Task description: Copying nothing before it, reproduce the line that holds "status = $9, playback_url" and every line after it in the data, exactly.

The records section start

impl PgLifecycleStore {
    pub fn new(pool: PgPool) -> Self {
        Self { pool }
    }

    /// Connect, then bring the schema up to date.
    pub async fn connect(url: &str, max_connections: u32) -> anyhow::Result<Self> {
        let pool = PgPoolOptions::new()
            .max_connections(max_connections)
            .connect(url)
            .await?;
        sqlx::migrate!("./migrations").run(&pool).await?;
        Ok(Self::new(pool))
    }

    async fn write_stream(&self, stream: &Stream, expected_version: i64) -> StoreResult<bool> {
        let query = "UPDATE streams SET provider_stream_id = $3, credential = $4, title = $5, \
             visibility = $6, mode = $7, status = $8, playback_url = $9, suspended = $10, \
             started_at = $11, ended_at = $12, version = $13, updated_at = $14 \
             WHERE id = $1 AND version = $2";
        let result = sqlx::query(query)
            .bind(stream.id)
            .bind(expected_version)
            .bind(&stream.provider_stream_id)
            .bind(&stream.credential)
            .bind(&stream.title)
            .bind(stream.visibility)
            .bind(stream.mode)
            .bind(stream.status)
            .bind(&stream.playback_url)
            .bind(stream.suspended)
            .bind(stream.started_at)
            .bind(stream.ended_at)
            .bind(stream.version)
            .bind(stream.updated_at)
            .execute(&self.pool)
            .await
            .map_err(map_sqlx)?;
        Ok(result.rows_affected() == 1)
    }

    async fn write_recording(&self, rec: &Recording, expected_version: i64) -> StoreResult<bool> {
        let query = "UPDATE recordings SET stream_id = $3, creator_id = $4, \
             provider_asset_id = $5, source_session_id = $6, title = $7, visibility = $8, \
             status = $9, playback_url = $10, duration_seconds = $11, size_bytes = $12, \
             resolution = $13, peak_live_viewers = $14, failure_reason = $15, hidden = $16, \
             ready_at = $17, version = $18, updated_at = $19 \
             WHERE id = $1 AND version = $2";
        let result = sqlx::query(query)
            .bind(rec.id)
            .bind(expected_version)
            .bind(rec.stream_id)
            .bind(rec.creator_id)
            .bind(&rec.provider_asset_id)
            .bind(&rec.source_session_id)
            .bind(&rec.title)
            .bind(rec.visibility)
            .bind(rec.status)
            .bind(&rec.playback_url)
            .bind(rec.duration_seconds)
            .bind(rec.size_bytes)
            .bind(&rec.resolution)
            .bind(rec.peak_live_viewers)
            .bind(&rec.failure_reason)
            .bind(rec.hidden)
            .bind(rec.ready_at)
            .bind(rec.version)
            .bind(rec.updated_at)
            .execute(&self.pool)
            .await
            .map_err(map_sqlx)?;
        Ok(result.rows_affected() == 1)
    }
}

The records section end

Finished task:
             status = $9, playback_url = $10, duration_seconds = $11, size_bytes = $12, \
             resolution = $13, peak_live_viewers = $14, failure_reason = $15, hidden = $16, \
             ready_at = $17, version = $18, updated_at = $19 \
             WHERE id = $1 AND version = $2";
        let result = sqlx::query(query)
            .bind(rec.id)
            .bind(expected_version)
            .bind(rec.stream_id)
            .bind(rec.creator_id)
            .bind(&rec.provider_asset_id)
            .bind(&rec.source_session_id)
            .bind(&rec.title)
            .bind(rec.visibility)
            .bind(rec.status)
            .bind(&rec.playback_url)
            .bind(rec.duration_seconds)
            .bind(rec.size_bytes)
            .bind(&rec.resolution)
            .bind(rec.peak_live_viewers)
            .bind(&rec.failure_reason)
            .bind(rec.hidden)
            .bind(rec.ready_at)
            .bind(rec.version)
            .bind(rec.updated_at)
            .execute(&self.pool)
            .await
            .map_err(map_sqlx)?;
        Ok(result.rows_affected() == 1)
    }
}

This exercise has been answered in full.